How Child and Family Agency of Southeastern Connecticut stopped reconciling paper bid sheets and started fundraising like the $22M-budget organization it is.

Kate Careb, Chief Advancement Officer, Child and Family Agency of Southeastern Connecticut
The bid sheet is on the third folding table from the door. Someone has crossed out a name. Two people are circling the same item. Tomorrow morning, somebody on staff will spend a week and a half reconciling who paid for what, chasing credit cards that didn’t go through, mailing tax letters one envelope at a time, and copying donor information from a clipboard into the CRM by hand.

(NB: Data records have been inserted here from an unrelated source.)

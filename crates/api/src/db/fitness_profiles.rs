//! Fitness profile repository.

use sqlx::PgPool;

use befit_core::UserId;

use super::RepositoryError;
use crate::models::{FitnessProfile, FitnessProfileInput};

const PROFILE_COLUMNS: &str =
    "id, user_id, fitness_goal, activity_level, weight, height, attributes, created_at, updated_at";

/// Repository for fitness profile database operations.
pub struct FitnessProfileRepository<'a> {
    pool: &'a PgPool,
}

impl<'a> FitnessProfileRepository<'a> {
    /// Create a new fitness profile repository.
    #[must_use]
    pub const fn new(pool: &'a PgPool) -> Self {
        Self { pool }
    }

    /// Get a user's profile.
    ///
    /// # Errors
    ///
    /// Returns `RepositoryError::Database` if the query fails.
    pub async fn get_for_user(
        &self,
        user_id: UserId,
    ) -> Result<Option<FitnessProfile>, RepositoryError> {
        let row = sqlx::query_as::<_, FitnessProfile>(&format!(
            "SELECT {PROFILE_COLUMNS} FROM befit.fitness_profiles WHERE user_id = $1"
        ))
        .bind(user_id)
        .fetch_optional(self.pool)
        .await?;

        Ok(row)
    }

    /// Create or replace a user's profile.
    ///
    /// `attributes` must already carry the recommended plan.
    ///
    /// # Errors
    ///
    /// Returns `RepositoryError::Database` if the upsert fails.
    pub async fn upsert(
        &self,
        user_id: UserId,
        input: &FitnessProfileInput,
        attributes: &serde_json::Value,
    ) -> Result<FitnessProfile, RepositoryError> {
        let row = sqlx::query_as::<_, FitnessProfile>(&format!(
            r"
            INSERT INTO befit.fitness_profiles
                (user_id, fitness_goal, activity_level, weight, height, attributes)
            VALUES ($1, $2, $3, $4, $5, $6)
            ON CONFLICT (user_id) DO UPDATE SET
                fitness_goal = EXCLUDED.fitness_goal,
                activity_level = EXCLUDED.activity_level,
                weight = EXCLUDED.weight,
                height = EXCLUDED.height,
                attributes = EXCLUDED.attributes
            RETURNING {PROFILE_COLUMNS}
            "
        ))
        .bind(user_id)
        .bind(input.fitness_goal.as_deref())
        .bind(input.activity_level.as_deref())
        .bind(input.weight)
        .bind(input.height)
        .bind(attributes)
        .fetch_one(self.pool)
        .await?;

        Ok(row)
    }
}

If that scene feels familiar, you already know the cost. It is not just the night of the event. It is the week and a half after, the missed donor follow-ups, the gala that looks like it was thrown together because, in some ways, it was.
For Kate Careb, Chief Advancement Officer at Child and Family Agency of Southeastern Connecticut, that math stopped working a long time ago. Her team serves 10,000 families across the region with medical and mental health care, on a $22 million budget. Every hour a fundraiser spends entering an address into a database is an hour she is not bringing the next major donor to the table.
If the platform doesn’t earn its keep, the event doesn’t either
Kate spent years as a fundraising consultant before joining Child and Family full time. She walked away from contracts that did not include event software, full stop. The rule was simple, and she still says it almost word for word: “I will not take the contract unless I have event software.” It was a lesson learned the hard way during COVID, when paper auctions and manual reconciliations stopped being charming and started being a liability.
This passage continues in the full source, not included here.